Increasingly strict legal requirements regarding the permissible pollutant emissions from motor vehicles in which internal combustion engines are fitted make it necessary to keep the emission of pollutants as low as possible during the operation of internal combustion engines. On the one hand, this can be achieved by reducing the pollutant emissions that are generated during the combustion of the air/fuel mixture in each cylinder of the internal combustion engine. On the other hand, exhaust-gas aftertreatment systems are used in internal combustion engines to convert the pollutant emissions that are generated during the combustion of the air/fuel mixture in each cylinder into harmless substances. In petrol engines in particular, three-way catalytic converters are used for this purpose as exhaust-gas catalytic converters. In order to achieve a high level of efficiency in the conversion of the pollutants, such as carbon monoxide, hydrocarbons and nitrogen oxides, the fuel/air ratio in the cylinders must be precisely set. Furthermore, the mixture must exhibit a predetermined fluctuation upstream of the catalytic converter, i.e. a specific operation of the internal combustion engine is required when there is both a lean mixture and a rich mixture in order to bring about the filling and emptying of an oxygen tank of the exhaust-gas catalytic converter. As oxygen is taken in, nitrogen oxides in particular are reduced, whereas as it is expelled oxidation is encouraged and furthermore the deactivation of portions of the exhaust-gas catalytic converter by stored oxygen molecules is prevented.

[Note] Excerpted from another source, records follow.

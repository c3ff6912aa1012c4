//! Core domain types for hexagonal three-player Othello.

use serde::{Deserialize, Serialize};

/// Player in the game.
///
/// Declaration order is turn order: Black, then White, then Red.
#[derive(
    Debug,
    Clone,
    Copy,
    PartialEq,
    Eq,
    PartialOrd,
    Ord,
    Hash,
    Serialize,
    Deserialize,
    derive_more::Display,
    strum::EnumIter,
)]
pub enum Player {
    /// Black moves first.
    Black,
    /// White moves second.
    White,
    /// Red moves third.
    Red,
}

impl Player {
    /// Number of seats at the table.
    pub const COUNT: usize = 3;

    /// All players in turn order.
    pub const ALL: [Player; Player::COUNT] = [Player::Black, Player::White, Player::Red];

    /// Returns the player who moves after this one.
    pub fn next(self) -> Self {
        match self {
            Player::Black => Player::White,
            Player::White => Player::Red,
            Player::Red => Player::Black,
        }
    }

    /// Position of this player in turn order (0-2).
    pub fn index(self) -> usize {
        match self {
            Player::Black => 0,
            Player::White => 1,
            Player::Red => 2,
        }
    }

    /// Single-letter symbol used by text renderings.
    pub fn symbol(self) -> char {
        match self {
            Player::Black => 'B',
            Player::White => 'W',
            Player::Red => 'R',
        }
    }
}

/// One of the six unit steps between neighbouring hexes.
#[derive(
    Debug, Clone, Copy, PartialEq, Eq, Hash, Serialize, Deserialize, derive_more::Display, strum::EnumIter,
)]
pub enum Direction {
    /// (+1, 0)
    East,
    /// (-1, 0)
    West,
    /// (0, +1)
    SouthEast,
    /// (0, -1)
    NorthWest,
    /// (+1, -1)
    NorthEast,
    /// (-1, +1)
    SouthWest,
}

impl Direction {
    /// All six directions, in scan order.
    pub const ALL: [Direction; 6] = [
        Direction::East,
        Direction::West,
        Direction::SouthEast,
        Direction::NorthWest,
        Direction::NorthEast,
        Direction::SouthWest,
    ];

    /// Axial offset `(dq, dr)` of one step in this direction.
    pub fn offset(self) -> (i32, i32) {
        match self {
            Direction::East => (1, 0),
            Direction::West => (-1, 0),
            Direction::SouthEast => (0, 1),
            Direction::NorthWest => (0, -1),
            Direction::NorthEast => (1, -1),
            Direction::SouthWest => (-1, 1),
        }
    }

    /// The direction pointing back the way this one came.
    pub fn opposite(self) -> Self {
        match self {
            Direction::East => Direction::West,
            Direction::West => Direction::East,
            Direction::SouthEast => Direction::NorthWest,
            Direction::NorthWest => Direction::SouthEast,
            Direction::NorthEast => Direction::SouthWest,
            Direction::SouthWest => Direction::NorthEast,
        }
    }
}

/// A hex cell in axial coordinates.
///
/// The implicit third cube axis is `s = -q - r`.
#[derive(
    Debug,
    Clone,
    Copy,
    PartialEq,
    Eq,
    PartialOrd,
    Ord,
    Hash,
    Serialize,
    Deserialize,
    derive_more::Display,
)]
#[display("({q}, {r})")]
pub struct Cell {
    /// Column axis.
    pub q: i32,
    /// Row axis.
    pub r: i32,
}

impl Cell {
    /// Creates a cell from axial coordinates.
    pub const fn new(q: i32, r: i32) -> Self {
        Self { q, r }
    }

    /// The implicit third axis.
    pub const fn s(&self) -> i32 {
        -self.q - self.r
    }

    /// The cell one step away in `direction`.
    pub fn step(self, direction: Direction) -> Self {
        let (dq, dr) = direction.offset();
        Self::new(self.q + dq, self.r + dr)
    }
}

impl From<(i32, i32)> for Cell {
    fn from((q, r): (i32, i32)) -> Self {
        Self::new(q, r)
    }
}

/// Contents of a board cell.
#[derive(Debug, Clone, Copy, PartialEq, Eq, Hash, Default, Serialize, Deserialize)]
pub enum CellState {
    /// Nobody has played here.
    #[default]
    Empty,
    /// A piece owned by a player.
    Occupied(Player),
}

impl CellState {
    /// Returns the owner, if any.
    pub fn owner(self) -> Option<Player> {
        match self {
            CellState::Empty => None,
            CellState::Occupied(player) => Some(player),
        }
    }

    /// Single-character symbol (`.` for empty).
    pub fn symbol(self) -> char {
        self.owner().map_or('.', Player::symbol)
    }
}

As already mentioned, a three-way catalytic converter can only convert pollutants optimally if the fuel/air ratio λ is within a range around λ=1. The reason for this is that only fuel/air ratios of this type generate an exhaust-gas composition in which the oxygen that is released during the reduction of the nitrogen oxides is sufficient to nearly completely oxidize the HC and CO proportions of the exhaust-gas to CO2 and H2O. In an internal combustion engine with a three-way catalytic converter, the mixture generation is therefore regulated to a nominal value of λ≈1 by a so-called lambda control. In order to compensate for short-term fluctuations in the fuel/air ratio, the catalytic converter also contains a layer which can store oxygen for a short time and either bind it or release it as required.
In the reference book “Handbuch Verbrennungsmotoren”, ed. Richard von Basshuysen/Fred Schäfer, 2nd edition, June 2002, Friedrich Vieweg & Sohn Verlagsgesellschaft mbH, Brunswick/Wiesbaden, page 641 ff., an exhaust-gas aftertreatment system for an internal combustion engine, specifically a petrol engine, is described with a three-way catalytic converter with regulation of the air/fuel ratio λ=1 and an oxygen tank with a catalytic coating with cerium, which possesses the property of being able to store oxygen and release it again.
In order to ensure that the maximum pollutant emissions that have been appropriately predetermined are not exceeded, legal regulations require the frequent diagnosis of components of the exhaust-gas tract of the internal combustion engine. The oxygen storage capacity of the exhaust-gas catalytic converter must be diagnosed in this way for example.
The oxygen storage capacity of the catalytic converter is tested using so-called OSC catalytic converter diagnostics (OSC=oxygen storage capacity). A rich/lean oscillation of the mixture is effected by pre-controlling the lambda regulation. The oscillation is compensated for by the oxygen storage capacity of the catalytic converter if the latter is in good order. The signal from the lambda sensor that is arranged downstream of the catalytic converter will only exhibit an oscillation with a small amplitude in this case. If the catalytic converter has aged, its oxygen storage capacity will be reduced and the signal from the lambda sensor downstream from the catalytic converter will exhibit a clear oscillation in response to the stimulus of a rich/lean oscillation at the catalytic converter inlet.